(TASK STATEMENT)
Write out every line below with no difference at all.

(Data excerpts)
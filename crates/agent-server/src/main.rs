//! Investment Assistant HTTP Server
//!
//! Axum-based server exposing chat sessions backed by the investment
//! advisor agent, plus the static WASM frontend.

mod config;
mod factory;
mod handlers;
mod state;

use std::sync::Arc;
use std::time::Duration;

use axum::{routing::{get, post}, Router};
use tower_http::{
    cors::{Any, CorsLayer},
    services::ServeDir,
    trace::TraceLayer,
};
use tracing_subscriber::{layer::SubscriberExt, util::SubscriberInitExt};

use agent_core::{LlmProvider, MemorySessionStore, SessionStore};

use crate::config::{AdvisorSettings, REMEDIATION};
use crate::factory::AdvisorAgentFactory;
use crate::handlers::{
    create_session, get_session, health_check, list_models, post_message, reset_session,
};
use crate::state::AppState;

/// Routes, CORS and request tracing around the application state
pub(crate) fn router(state: AppState) -> Router {
    let cors = CorsLayer::new()
        .allow_origin(Any)
        .allow_methods(Any)
        .allow_headers(Any);

    Router::new()
        // Health & info
        .route("/health", get(health_check))
        .route("/api/models", get(list_models))

        // Chat sessions
        .route("/api/sessions", post(create_session))
        .route("/api/sessions/{id}", get(get_session))
        .route("/api/sessions/{id}/messages", post(post_message))
        .route("/api/sessions/{id}/reset", post(reset_session))

        // Static files (WASM frontend)
        .fallback_service(ServeDir::new("static"))

        .layer(cors)
        .layer(TraceLayer::new_for_http())
        .with_state(state)
}

/// Periodically drop sessions nobody has touched for `ttl`
fn start_session_sweeper(sessions: Arc<MemorySessionStore>, ttl: Duration) {
    tokio::spawn(async move {
        let mut interval = tokio::time::interval(ttl.min(Duration::from_secs(60)));
        loop {
            interval.tick().await;
            sessions.evict_idle(ttl);
        }
    });
}

#[tokio::main]
async fn main() -> anyhow::Result<()> {
    // Load environment
    dotenvy::dotenv().ok();

    // Initialize tracing
    tracing_subscriber::registry()
        .with(tracing_subscriber::EnvFilter::new(
            std::env::var("RUST_LOG").unwrap_or_else(|_| "info,tower_http=debug".into()),
        ))
        .with(tracing_subscriber::fmt::layer())
        .init();

    let settings = match AdvisorSettings::from_env() {
        Ok(settings) => settings,
        Err(e) => {
            tracing::error!("🛑 {}", e);
            tracing::error!("{}", REMEDIATION);
            return Err(e.into());
        }
    };
    tracing::info!(?settings, "Configuration loaded");

    let bind_addr = settings.bind_addr.clone();
    let session_ttl = settings.session_ttl;
    let factory = AdvisorAgentFactory::from_settings(settings)?;
    let provider = factory.provider();

    // Verify Gemini connection
    match provider.health_check().await {
        Ok(true) => {
            tracing::info!("✓ Connected to Gemini");
            if let Ok(models) = provider.list_models().await {
                tracing::debug!("{} models available", models.len());
            }
        }
        Ok(false) | Err(_) => {
            tracing::warn!("⚠ Gemini not reachable - turns will fail until it is");
            tracing::warn!("  Check GEMINI_API_KEY and network access");
        }
    }

    let sessions = Arc::new(MemorySessionStore::new());
    start_session_sweeper(sessions.clone(), session_ttl);

    let state = AppState {
        provider,
        sessions,
        factory: Arc::new(factory),
    };

    let listener = tokio::net::TcpListener::bind(&bind_addr).await?;

    tracing::info!("══════════════════════════════════════════════════");
    tracing::info!("🚀 investment assistant running on http://{}", bind_addr);
    tracing::info!("══════════════════════════════════════════════════");
    tracing::info!("");
    tracing::info!("Endpoints:");
    tracing::info!("  GET  /health                      - Health check");
    tracing::info!("  GET  /api/models                  - List available models");
    tracing::info!("  POST /api/sessions                - Start a conversation");
    tracing::info!("  GET  /api/sessions/{{id}}           - Transcript and phase");
    tracing::info!("  POST /api/sessions/{{id}}/messages  - Send message");
    tracing::info!("  POST /api/sessions/{{id}}/reset     - Reset conversation");
    tracing::info!("");

    axum::serve(listener, router(state)).await?;

    Ok(())
}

(SOLUTION FOR THIS PROBLEM)
filename crates/agent-server/src/main.rs
//! Investment Assistant HTTP Server
//!
//! Axum-based server exposing chat sessions backed by the investment
//! advisor agent, plus the static WASM frontend.

mod config;
mod factory;
mod handlers;
mod state;

use std::sync::Arc;
use std::time::Duration;

use axum::{routing::{get, post}, Router};
use tower_http::{
    cors::{Any, CorsLayer},
    services::ServeDir,
    trace::TraceLayer,
};
use tracing_subscriber::{layer::SubscriberExt, util::SubscriberInitExt};

use agent_core::{LlmProvider, MemorySessionStore, SessionStore};

use crate::config::{AdvisorSettings, REMEDIATION};
use crate::factory::AdvisorAgentFactory;
use crate::handlers::{
    create_session, get_session, health_check, list_models, post_message, reset_session,
};
use crate::state::AppState;

/// Routes, CORS and request tracing around the application state
pub(crate) fn router(state: AppState) -> Router {
    let cors = CorsLayer::new()
        .allow_origin(Any)
        .allow_methods(Any)
        .allow_headers(Any);

    Router::new()
        // Health & info
        .route("/health", get(health_check))
        .route("/api/models", get(list_models))

        // Chat sessions
        .route("/api/sessions", post(create_session))
        .route("/api/sessions/{id}", get(get_session))
        .route("/api/sessions/{id}/messages", post(post_message))
        .route("/api/sessions/{id}/reset", post(reset_session))

        // Static files (WASM frontend)
        .fallback_service(ServeDir::new("static"))

        .layer(cors)
        .layer(TraceLayer::new_for_http())
        .with_state(state)
}

/// Periodically drop sessions nobody has touched for `ttl`
fn start_session_sweeper(sessions: Arc<MemorySessionStore>, ttl: Duration) {
    tokio::spawn(async move {
        let mut interval = tokio::time::interval(ttl.min(Duration::from_secs(60)));
        loop {
            interval.tick().await;
            sessions.evict_idle(ttl);
        }
    });
}

#[tokio::main]
async fn main() -> anyhow::Result<()> {
    // Load environment
    dotenvy::dotenv().ok();

    // Initialize tracing
    tracing_subscriber::registry()
        .with(tracing_subscriber::EnvFilter::new(
            std::env::var("RUST_LOG").unwrap_or_else(|_| "info,tower_http=debug".into()),
        ))
        .with(tracing_subscriber::fmt::layer())
        .init();

    let settings = match AdvisorSettings::from_env() {
        Ok(settings) => settings,
        Err(e) => {
            tracing::error!("🛑 {}", e);
            tracing::error!("{}", REMEDIATION);
            return Err(e.into());
        }
    };
    tracing::info!(?settings, "Configuration loaded");

    let bind_addr = settings.bind_addr.clone();
    let session_ttl = settings.session_ttl;
    let factory = AdvisorAgentFactory::from_settings(settings)?;
    let provider = factory.provider();

    // Verify Gemini connection
    match provider.health_check().await {
        Ok(true) => {
            tracing::info!("✓ Connected to Gemini");
            if let Ok(models) = provider.list_models().await {
                tracing::debug!("{} models available", models.len());
            }
        }
        Ok(false) | Err(_) => {
            tracing::warn!("⚠ Gemini not reachable - turns will fail until it is");
            tracing::warn!("  Check GEMINI_API_KEY and network access");
        }
    }

    let sessions = Arc::new(MemorySessionStore::new());
    start_session_sweeper(sessions.clone(), session_ttl);

    let state = AppState {
        provider,
        sessions,
        factory: Arc::new(factory),
    };

    let listener = tokio::net::TcpListener::bind(&bind_addr).await?;

    tracing::info!("══════════════════════════════════════════════════");
    tracing::info!("🚀 investment assistant running on http://{}", bind_addr);
    tracing::info!("══════════════════════════════════════════════════");
    tracing::info!("");
    tracing::info!("Endpoints:");
    tracing::info!("  GET  /health                      - Health check");
    tracing::info!("  GET  /api/models                  - List available models");
    tracing::info!("  POST /api/sessions                - Start a conversation");
    tracing::info!("  GET  /api/sessions/{{id}}           - Transcript and phase");
    tracing::info!("  POST /api/sessions/{{id}}/messages  - Send message");
    tracing::info!("  POST /api/sessions/{{id}}/reset     - Reset conversation");
    tracing::info!("");

    axum::serve(listener, router(state)).await?;

    Ok(())
}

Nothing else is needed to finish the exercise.